Há pouco tempo, compondo por sua conta e risco mas com alta seriedade, o cânon da literatura ocidental, Harold Bloom nele incluiu pelo menos um autor de língua portuguesa, Fernando Pessoa. Pois Pessoa, estou certo, se ainda fosse vivo teria derramado uma lágrima com o abandono do idioma em Moçambique. Algumas lágrimas, aliás, uma por cada heterônimo. Pessoa viveu sua infância na África do Sul, formou sua sensibilidade lusitana como filho que era do cônsul de Portugal em Durban, antigo Porto Natal, na África do Sul. Foi, de certa forma, um menino português colonizador, ouvindo as ainda submissas línguas africanas e o troar crescente do idioma inglês. Os versos que escreveu Pessoa inspirados na saga dos descobrimentos figuram entre os mais belos que nos deixou. Ele agora perguntaria: quem os ouvirá, dentro de algum tempo, se continuarem abandonando o próprio idioma aqueles que dentro dele nasceram?

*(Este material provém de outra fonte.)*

//! Capability interfaces for the external embedding and completion models.
//!
//! The rest of the crate consumes language models only through these traits;
//! [`rig`](crate::providers::rig) holds the production implementations and
//! [`MockEmbeddingProvider`] gives tests a deterministic stand-in.

pub mod rig;

use async_trait::async_trait;
use schemars::JsonSchema;
use serde::{Deserialize, Serialize};
use thiserror::Error;

use crate::message::Message;

/// Failure of an external model call, reported at the capability boundary.
#[derive(Debug, Error)]
pub enum ProviderError {
    /// The provider rejected or failed the request.
    #[error("provider error ({provider}): {message}")]
    Provider {
        provider: &'static str,
        message: String,
    },

    /// The provider is not configured (missing credentials).
    #[error("provider not configured: {0}")]
    NotConfigured(&'static str),
}

/// Text-to-vector embedding capability.
#[async_trait]
pub trait EmbeddingProvider: Send + Sync {
    /// Embed a batch of texts, one vector per input, in order.
    async fn embed_batch(&self, texts: &[String]) -> Result<Vec<Vec<f32>>, ProviderError>;

    /// Embed a single query string.
    async fn embed_query(&self, text: &str) -> Result<Vec<f32>, ProviderError> {
        let mut vectors = self.embed_batch(&[text.to_string()]).await?;
        vectors.pop().ok_or(ProviderError::Provider {
            provider: "embedding",
            message: "empty embedding batch response".to_string(),
        })
    }

    /// Discover the embedding dimension by embedding a probe string.
    async fn probe_dimension(&self) -> Result<usize, ProviderError> {
        Ok(self.embed_query("the").await?.len())
    }
}

/// One tool the completion model may call, described by a JSON schema.
#[derive(Clone, Debug, Serialize, Deserialize)]
pub struct ToolSpec {
    pub name: String,
    pub description: String,
    /// JSON schema of the tool's arguments object.
    pub parameters: serde_json::Value,
}

/// Outcome of one completion turn: either a direct answer or a single tool
/// call the caller is expected to execute.
#[derive(Clone, Debug, PartialEq)]
pub enum ModelTurn {
    Answer(String),
    ToolCall {
        name: String,
        arguments: serde_json::Value,
    },
}

/// The typed shape requested from structured answer generation.
#[derive(Clone, Debug, PartialEq, Serialize, Deserialize, JsonSchema)]
pub struct AnswerPayload {
    /// Detailed answer to the user's question.
    pub response: String,
    /// Sources used to generate the answer, as complete URLs copied
    /// verbatim from the provided context.
    pub sources: Vec<String>,
}

/// Chat completion and structured generation capability.
#[async_trait]
pub trait CompletionProvider: Send + Sync {
    /// Run one chat turn with the given tool set bound. The model may
    /// answer directly or request at most one tool call.
    async fn chat(
        &self,
        messages: &[Message],
        tools: &[ToolSpec],
    ) -> Result<ModelTurn, ProviderError>;

    /// Generate a typed `{response, sources}` object from the prompt.
    async fn structured_answer(
        &self,
        preamble: &str,
        prompt: &str,
    ) -> Result<AnswerPayload, ProviderError>;

    /// Plain single-shot completion, used for the unstructured fallback and
    /// the brand review pass.
    async fn prompt(&self, preamble: &str, prompt: &str) -> Result<String, ProviderError>;
}

/// Deterministic embedding provider for tests and offline runs.
///
/// Vectors are derived from a hash of the input text, so identical inputs
/// always produce identical embeddings and distinct inputs almost always
/// differ.
#[derive(Clone, Debug, Default)]
pub struct MockEmbeddingProvider {
    dimensions: usize,
}

impl MockEmbeddingProvider {
    #[must_use]
    pub fn new() -> Self {
        Self { dimensions: 8 }
    }

    #[must_use]
    pub fn with_dimensions(dimensions: usize) -> Self {
        Self { dimensions }
    }

    fn hash_to_vec(&self, text: &str) -> Vec<f32> {
        use std::collections::hash_map::DefaultHasher;
        use std::hash::{Hash, Hasher};

        let mut hasher = DefaultHasher::new();
        text.hash(&mut hasher);
        let seed = hasher.finish();
        (0..self.dimensions)
            .map(|i| {
                let bits = seed.rotate_left((i % 64) as u32 * 8) ^ ((i as u64) << 24);
                (bits as f32) / (u32::MAX as f32)
            })
            .collect()
    }
}

#[async_trait]
impl EmbeddingProvider for MockEmbeddingProvider {
    async fn embed_batch(&self, texts: &[String]) -> Result<Vec<Vec<f32>>, ProviderError> {
        Ok(texts.iter().map(|text| self.hash_to_vec(text)).collect())
    }
}

#[cfg(test)]
mod tests {
    use super::*;

    #[tokio::test]
    async fn mock_embeddings_are_deterministic() {
        let provider = MockEmbeddingProvider::new();
        let inputs = vec!["Hello world".to_string(), "Goodbye world".to_string()];
        let first = provider.embed_batch(&inputs).await.unwrap();
        let second = provider.embed_batch(&inputs).await.unwrap();
        assert_eq!(first, second);
        assert_ne!(first[0], first[1]);
    }

    #[tokio::test]
    async fn probe_dimension_matches_vectors() {
        let provider = MockEmbeddingProvider::with_dimensions(16);
        assert_eq!(provider.probe_dimension().await.unwrap(), 16);
    }
}
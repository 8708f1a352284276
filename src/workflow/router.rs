//! Query routing: wires the workflow graph and exposes the
//! question-in/answer-out boundary.

use std::sync::Arc;

use serde::{Deserialize, Serialize};
use tracing::{error, info};

use super::agents::{AgentNode, ReviewNode, ToolsNode};
use super::graph::{App, GraphBuilder, NodeKind, WorkflowError};
use super::state::AgentState;
use crate::brand::BrandReviewer;
use crate::config::WebsiteConfig;
use crate::providers::CompletionProvider;
use crate::settings::{APOLOGY_ANSWER, Settings};
use crate::stores::VectorStore;
use crate::tools::RetrievalToolSet;

const SYSTEM_PROMPT: &str = "You are a helpful assistant that generates detailed answers \
based on provided context. Your response should be accurate, concise, and directly address \
the user's question. You must use one of the provided tools, when available, to answer the \
question. It is critical that all answers are based on the information provided by the tools.";

/// The response contract of the query-answering boundary.
#[derive(Clone, Debug, PartialEq, Eq, Serialize, Deserialize)]
pub struct QueryResponse {
    pub response: String,
    pub sources: Vec<String>,
}

/// Routes questions through retrieval tools and answer generation.
///
/// Constructed once with its dependencies and passed to every caller;
/// independent queries may run concurrently, each with private state.
pub struct AgentRouter {
    app: App,
    default_answer: String,
}

impl AgentRouter {
    /// Build the workflow graph over the configured websites.
    pub fn new(
        provider: Arc<dyn CompletionProvider>,
        store: Arc<dyn VectorStore>,
        websites: &[WebsiteConfig],
        settings: &Settings,
    ) -> Result<Self, WorkflowError> {
        info!(websites = websites.len(), "initializing agent router");
        let tools = Arc::new(RetrievalToolSet::new(
            store,
            websites,
            settings.num_rag_sources,
        ));
        let reviewer = BrandReviewer::new(provider.clone(), settings);

        let app = GraphBuilder::new()
            .add_node(NodeKind::from("agent"), AgentNode::new(provider, tools.clone()))
            .add_node(NodeKind::from("tools"), ToolsNode::new(tools))
            .add_node(
                NodeKind::from("review"),
                ReviewNode::new(reviewer, &settings.default_answer),
            )
            .add_edge(NodeKind::Start, NodeKind::from("agent"))
            .add_conditional_edge(
                NodeKind::from("agent"),
                Arc::new(|state: &AgentState| {
                    if state.pending_tool.is_some() {
                        NodeKind::from("tools")
                    } else {
                        NodeKind::from("review")
                    }
                }),
            )
            .add_edge(NodeKind::from("tools"), NodeKind::from("agent"))
            .add_edge(NodeKind::from("review"), NodeKind::End)
            .compile()?;

        Ok(Self {
            app,
            default_answer: settings.default_answer.clone(),
        })
    }

    /// Process one query through the workflow.
    ///
    /// Always produces a response: internal failures surface as a uniform
    /// apologetic message with no sources.
    pub async fn process_query(&self, query: &str) -> QueryResponse {
        info!(%query, "processing query");
        let state = AgentState::new(query, SYSTEM_PROMPT);

        match self.app.invoke(state).await {
            Ok(final_state) => {
                if let Some(err) = &final_state.error {
                    error!(error = %err, "workflow completed with recorded error");
                }
                let response = final_state
                    .final_answer
                    .clone()
                    .unwrap_or_else(|| self.default_answer.clone());

                // Reported sources must be a subset of what retrieval
                // actually returned; keep the retrieved first-seen order.
                let sources: Vec<String> = final_state
                    .retrieved_sources
                    .iter()
                    .filter(|source| final_state.sources.contains(source))
                    .cloned()
                    .collect();

                QueryResponse { response, sources }
            }
            Err(err) => {
                error!(error = %err, "workflow failed");
                QueryResponse {
                    response: APOLOGY_ANSWER.to_string(),
                    sources: Vec::new(),
                }
            }
        }
    }
}
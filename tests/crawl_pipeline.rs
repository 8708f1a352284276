//! End-to-end crawl orchestration: sitemap → fetch → chunk → store, with
//! the skip/recrawl policy, against a mock site and the in-memory store.

mod common;

use std::sync::Arc;

use httpmock::prelude::*;

use common::website;
use crawlsmith::crawler::{CrawlStatus, crawl_website};
use crawlsmith::providers::MockEmbeddingProvider;
use crawlsmith::settings::Settings;
use crawlsmith::stores::{MemoryVectorStore, VectorStore};

async fn mock_site(server: &MockServer) {
    server
        .mock_async(|when, then| {
            when.method(GET).path("/sitemap.xml");
            then.status(200).body(format!(
                "<?xml version=\"1.0\"?>\
                 <urlset xmlns=\"http://www.sitemaps.org/schemas/sitemap/0.9\">\
                 <url><loc>{base}/hours</loc></url>\
                 <url><loc>{base}/about</loc></url>\
                 </urlset>",
                base = server.base_url()
            ));
        })
        .await;
    server
        .mock_async(|when, then| {
            when.method(GET).path("/hours");
            then.status(200)
                .header("content-type", "text/html")
                .body("<html><head><title>Hours</title></head><body><p>Open 9am-5pm Mon-Fri.</p></body></html>");
        })
        .await;
    server
        .mock_async(|when, then| {
            when.method(GET).path("/about");
            then.status(200)
                .header("content-type", "text/html")
                .body("<html><head><title>About</title></head><body><p>We sell widgets.</p></body></html>");
        })
        .await;
}

fn test_settings() -> Settings {
    Settings {
        crawl_rate_limit: 50,
        ..Settings::default()
    }
}

#[tokio::test]
async fn crawl_fetches_chunks_and_stores() {
    let server = MockServer::start_async().await;
    mock_site(&server).await;

    let store = MemoryVectorStore::new(Arc::new(MockEmbeddingProvider::new()));
    let site = website("Example", &format!("{}/sitemap.xml", server.base_url()));
    let settings = test_settings();

    let outcome = crawl_website(&site, &store, &settings, false).await;

    assert_eq!(outcome.namespace, "example");
    let CrawlStatus::Success {
        pages_crawled,
        chunks_stored,
        errors,
    } = &outcome.status
    else {
        panic!("expected success, got {:?}", outcome.status);
    };
    assert_eq!(*pages_crawled, 2);
    assert!(*chunks_stored >= 2);
    assert!(errors.is_empty());

    assert_eq!(
        store.list_namespaces().await.unwrap(),
        vec!["example".to_string()]
    );
    let matches = store
        .query("when are you open", "example", 5, None)
        .await
        .unwrap();
    assert!(!matches.is_empty());
    assert!(
        matches
            .iter()
            .any(|m| m.metadata["website_name"] == "Example")
    );
}

#[tokio::test]
async fn second_crawl_is_skipped_unless_recrawl() {
    let server = MockServer::start_async().await;
    mock_site(&server).await;

    let store = MemoryVectorStore::new(Arc::new(MockEmbeddingProvider::new()));
    let site = website("Example", &format!("{}/sitemap.xml", server.base_url()));
    let settings = test_settings();

    let first = crawl_website(&site, &store, &settings, false).await;
    let CrawlStatus::Success { chunks_stored, .. } = first.status else {
        panic!("first crawl should succeed");
    };

    let second = crawl_website(&site, &store, &settings, false).await;
    assert_eq!(
        second.status,
        CrawlStatus::Skipped {
            reason: "already_exists".to_string()
        }
    );

    // Recrawl deletes the namespace and repopulates it with the same chunk
    // count for unchanged content.
    let third = crawl_website(&site, &store, &settings, true).await;
    let CrawlStatus::Success {
        chunks_stored: recrawled,
        ..
    } = third.status
    else {
        panic!("recrawl should succeed");
    };
    assert_eq!(recrawled, chunks_stored);

    let matches = store.query("widgets", "example", 50, None).await.unwrap();
    assert_eq!(matches.len().min(50), recrawled.min(50));
}

#[tokio::test]
async fn empty_sitemap_reports_no_pages_found() {
    let server = MockServer::start_async().await;
    server
        .mock_async(|when, then| {
            when.method(GET).path("/sitemap.xml");
            then.status(200).body(
                "<?xml version=\"1.0\"?>\
                 <urlset xmlns=\"http://www.sitemaps.org/schemas/sitemap/0.9\"></urlset>",
            );
        })
        .await;

    let store = MemoryVectorStore::new(Arc::new(MockEmbeddingProvider::new()));
    let site = website("Empty Site", &format!("{}/sitemap.xml", server.base_url()));

    let outcome = crawl_website(&site, &store, &test_settings(), false).await;
    assert_eq!(outcome.namespace, "empty_site");
    assert_eq!(
        outcome.status,
        CrawlStatus::Error {
            reason: "no_pages_found".to_string()
        }
    );
    assert!(store.list_namespaces().await.unwrap().is_empty());
}

#[tokio::test]
async fn unsupported_pages_are_skipped_without_failing_the_site() {
    let server = MockServer::start_async().await;
    server
        .mock_async(|when, then| {
            when.method(GET).path("/sitemap.xml");
            then.status(200).body(format!(
                "<?xml version=\"1.0\"?>\
                 <urlset xmlns=\"http://www.sitemaps.org/schemas/sitemap/0.9\">\
                 <url><loc>{base}/good</loc></url>\
                 <url><loc>{base}/binary</loc></url>\
                 <url><loc>{base}/down</loc></url>\
                 </urlset>",
                base = server.base_url()
            ));
        })
        .await;
    server
        .mock_async(|when, then| {
            when.method(GET).path("/down");
            then.status(500);
        })
        .await;
    server
        .mock_async(|when, then| {
            when.method(GET).path("/good");
            then.status(200)
                .header("content-type", "text/html")
                .body("<html><body><p>Useful text content.</p></body></html>");
        })
        .await;
    server
        .mock_async(|when, then| {
            when.method(GET).path("/binary");
            then.status(200)
                .header("content-type", "application/octet-stream")
                .body("\0\0\0");
        })
        .await;

    let store = MemoryVectorStore::new(Arc::new(MockEmbeddingProvider::new()));
    let site = website("Mixed", &format!("{}/sitemap.xml", server.base_url()));

    let outcome = crawl_website(&site, &store, &test_settings(), false).await;
    let CrawlStatus::Success {
        pages_crawled,
        errors,
        ..
    } = &outcome.status
    else {
        panic!("expected success, got {:?}", outcome.status);
    };
    assert_eq!(*pages_crawled, 3);
    // The binary page is an intentional exclusion; only the hard fetch
    // failure is tallied.
    assert_eq!(errors.len(), 1);
    assert!(errors[0].contains("/down"));

    let matches = store.query("useful text", "mixed", 10, None).await.unwrap();
    assert!(matches.iter().all(|m| !m.text.contains('\0')));
}
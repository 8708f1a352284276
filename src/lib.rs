//! crawlsmith: sitemap-driven crawling and retrieval-augmented answering.
//!
//! The crate has two coupled halves:
//!
//! ```text
//! Crawl pipeline
//!   config ──► crawler::sitemap ──► crawler::fetcher ──► chunker
//!                                                          │
//!                       stores (Pinecone / in-memory) ◄────┘
//!
//! Answer workflow
//!   question ──► workflow (agent ⇄ tools ──► review) ──► {response, sources}
//!                   │            │
//!                   │            └─► tools::RetrievalToolSet ──► stores
//!                   └─► providers (completion / structured generation)
//! ```
//!
//! The embedding/LLM provider, the vector index, and document conversion
//! are consumed through narrow capability interfaces ([`providers`],
//! [`stores::VectorStore`], [`crawler::convert`]); everything else is this
//! crate's own machinery.

pub mod brand;
pub mod chunker;
pub mod config;
pub mod crawler;
pub mod message;
pub mod providers;
pub mod settings;
pub mod stores;
pub mod tools;
pub mod workflow;

pub use chunker::{ChunkMetadata, TextChunk, TextChunker};
pub use config::{CrawlConfig, WebsiteConfig, derive_namespace};
pub use crawler::{CrawlOutcome, CrawlStatus, crawl_website, process_websites};
pub use message::Message;
pub use settings::Settings;
pub use stores::{MemoryVectorStore, PineconeStore, RetrievalMatch, VectorStore};
pub use workflow::{AgentRouter, QueryResponse};
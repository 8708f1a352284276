//! Node execution primitives for the answer workflow.

use async_trait::async_trait;
use thiserror::Error;
use tracing::info;

use super::state::{AgentState, ToolInvocation};
use crate::message::Message;

/// A single unit of computation within the answer workflow.
///
/// Nodes receive a snapshot of the current state and return a partial
/// update. Recoverable failures belong in [`NodePartial::error`]; returning
/// `Err` stops the run and surfaces as the uniform fallback at the query
/// boundary.
#[async_trait]
pub trait Node: Send + Sync {
    /// Execute this node against the given state snapshot.
    async fn run(&self, snapshot: AgentState, ctx: NodeContext) -> Result<NodePartial, NodeError>;
}

/// Execution context passed to nodes.
#[derive(Clone, Debug)]
pub struct NodeContext {
    /// Identifier of the executing node.
    pub node_id: String,
    /// Current step number within this run.
    pub step: u64,
}

impl NodeContext {
    /// Emit a node-scoped progress message.
    pub fn emit(&self, scope: &str, message: impl AsRef<str>) {
        info!(node = %self.node_id, step = self.step, scope, "{}", message.as_ref());
    }
}

/// Partial state update returned by node execution.
///
/// Every field is optional; the runner merges whatever is set. Messages are
/// appended, scalar fields replaced.
#[derive(Clone, Debug, Default)]
pub struct NodePartial {
    /// Messages to append to the history.
    pub messages: Option<Vec<Message>>,
    /// Replacement retrieval context.
    pub context: Option<String>,
    /// Draft answer.
    pub answer: Option<String>,
    /// Reviewed answer.
    pub final_answer: Option<String>,
    /// Replacement source list.
    pub sources: Option<Vec<String>>,
    /// Replacement retrieved-source list.
    pub retrieved_sources: Option<Vec<String>>,
    /// Tool call to schedule.
    pub pending_tool: Option<ToolInvocation>,
    /// Clear any scheduled tool call (applied before `pending_tool`).
    pub clear_pending_tool: bool,
    /// Recoverable failure to record.
    pub error: Option<String>,
}

impl NodePartial {
    #[must_use]
    pub fn new() -> Self {
        Self::default()
    }

    #[must_use]
    pub fn with_messages(mut self, messages: Vec<Message>) -> Self {
        self.messages = Some(messages);
        self
    }

    #[must_use]
    pub fn with_context(mut self, context: impl Into<String>) -> Self {
        self.context = Some(context.into());
        self
    }

    #[must_use]
    pub fn with_answer(mut self, answer: impl Into<String>) -> Self {
        self.answer = Some(answer.into());
        self
    }

    #[must_use]
    pub fn with_final_answer(mut self, final_answer: impl Into<String>) -> Self {
        self.final_answer = Some(final_answer.into());
        self
    }

    #[must_use]
    pub fn with_sources(mut self, sources: Vec<String>) -> Self {
        self.sources = Some(sources);
        self
    }

    #[must_use]
    pub fn with_retrieved_sources(mut self, sources: Vec<String>) -> Self {
        self.retrieved_sources = Some(sources);
        self
    }

    #[must_use]
    pub fn with_pending_tool(mut self, invocation: ToolInvocation) -> Self {
        self.pending_tool = Some(invocation);
        self
    }

    #[must_use]
    pub fn with_error(mut self, error: impl Into<String>) -> Self {
        self.error = Some(error.into());
        self
    }
}

/// Fatal errors that halt workflow execution.
#[derive(Debug, Error)]
pub enum NodeError {
    /// Expected input data is missing from the state snapshot.
    #[error("missing expected input: {what}")]
    MissingInput { what: &'static str },

    /// External provider or service error with no degraded path.
    #[error("provider error ({provider}): {message}")]
    Provider {
        provider: &'static str,
        message: String,
    },

    /// JSON serialization error.
    #[error(transparent)]
    Serde(#[from] serde_json::Error),
}
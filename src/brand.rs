//! Brand-compliance review of generated answers.
//!
//! A post-generation pass that checks a draft answer against brand
//! guidelines, loaded from a configured file or falling back to a built-in
//! generic set. The reviewer may return the text unchanged, a minimally
//! edited version, or declare it unanswerable.

use std::sync::Arc;

use tracing::{info, warn};

use crate::providers::{CompletionProvider, ProviderError};
use crate::settings::Settings;

/// Sentinel the reviewer emits when the draft cannot be made compliant.
pub const UNANSWERABLE_SENTINEL: &str = "<unanswerable>";

const DEFAULT_GUIDELINES: &str = "\
General brand guidelines:
- Be helpful, clear, and concise
- Maintain a professional but friendly tone
- Avoid excessive jargon
- Respect user privacy
- Don't make claims that cannot be substantiated
- Don't promise features or functionality not offered
- Always be accurate and truthful";

/// Verdict of one review pass.
#[derive(Clone, Debug, PartialEq, Eq)]
pub enum ReviewVerdict {
    /// The answer as-is or with minimal compliance edits.
    Revised(String),
    /// The draft cannot be made compliant.
    Unanswerable,
}

/// Reviews answers against brand guidelines via the completion capability.
pub struct BrandReviewer {
    provider: Arc<dyn CompletionProvider>,
    guidelines: String,
}

impl BrandReviewer {
    /// Build a reviewer, loading guidelines from the configured file when
    /// one is set and readable, otherwise using the built-in defaults.
    #[must_use]
    pub fn new(provider: Arc<dyn CompletionProvider>, settings: &Settings) -> Self {
        let guidelines = match &settings.brand_guidelines_file {
            Some(path) => match std::fs::read_to_string(path) {
                Ok(content) => content,
                Err(err) => {
                    warn!(%path, error = %err, "failed to load brand guidelines file, using defaults");
                    DEFAULT_GUIDELINES.to_string()
                }
            },
            None => {
                warn!("no brand guidelines file configured, using defaults");
                DEFAULT_GUIDELINES.to_string()
            }
        };
        Self {
            provider,
            guidelines,
        }
    }

    /// Review a draft answer against the guidelines.
    pub async fn review(&self, draft: &str) -> Result<ReviewVerdict, ProviderError> {
        let prompt = format!(
            "# Brand Guidelines\n{guidelines}\n\n\
             # Task\n\
             Review the following AI response against our brand guidelines.\n\
             Make minimal changes necessary to align with our guidelines.\n\n\
             # Response to Review\n{draft}\n\n\
             # Instructions\n\
             1. Evaluate if the response follows the brand guidelines.\n\
             2. If compliant, return it unchanged.\n\
             3. If revision is needed, make minimal edits to align it with guidelines.\n\
             4. If unable to revise adequately, clearly state \"{sentinel}\".\n\n\
             # Output Format\n\
             Return ONLY the revised response text or the fallback message.",
            guidelines = self.guidelines,
            sentinel = UNANSWERABLE_SENTINEL,
        );

        let reviewed = self
            .provider
            .prompt("You review answers for brand compliance.", &prompt)
            .await?;
        let reviewed = reviewed.trim();

        if reviewed.eq_ignore_ascii_case(UNANSWERABLE_SENTINEL) {
            info!("brand review declared the draft unanswerable");
            return Ok(ReviewVerdict::Unanswerable);
        }
        Ok(ReviewVerdict::Revised(reviewed.to_string()))
    }
}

Nós, os brasileiros como os portugueses, sabemos perfeitamente o que deveríamos fazer para estancar essa sangria desatada. Teríamos que socorrer -isto é, dar o que comer e ensinar a ler e escrever-, aos que falam a língua portuguesa no mundo inteiro. Não podemos mais permitir que, no Brasil como em Portugal, aqueles poucos que possuem a terra e a governam, continuem tratando o povo como no tempo dos descobrimentos e da escravidão. A persistirmos em nossa indiferença e egoísmo, acabaremos mergulhando numa espécie de silêncio cultural. Continuaremos a usar entre nós, como um dialeto tribal, o português, mas cada vez mais transformando a corrente do que pensamos e dizemos no humilde afluente de algum rio maior. Como acaba de fazer Moçambique.
Hulk
Estudando a situação econômico-social dos países latino-americanos, a revista "Time" que está nas bancas chama o enorme Brasil de "The Incredible Hulk". Trata-se do Hulk que acabou de derrubar Graziano.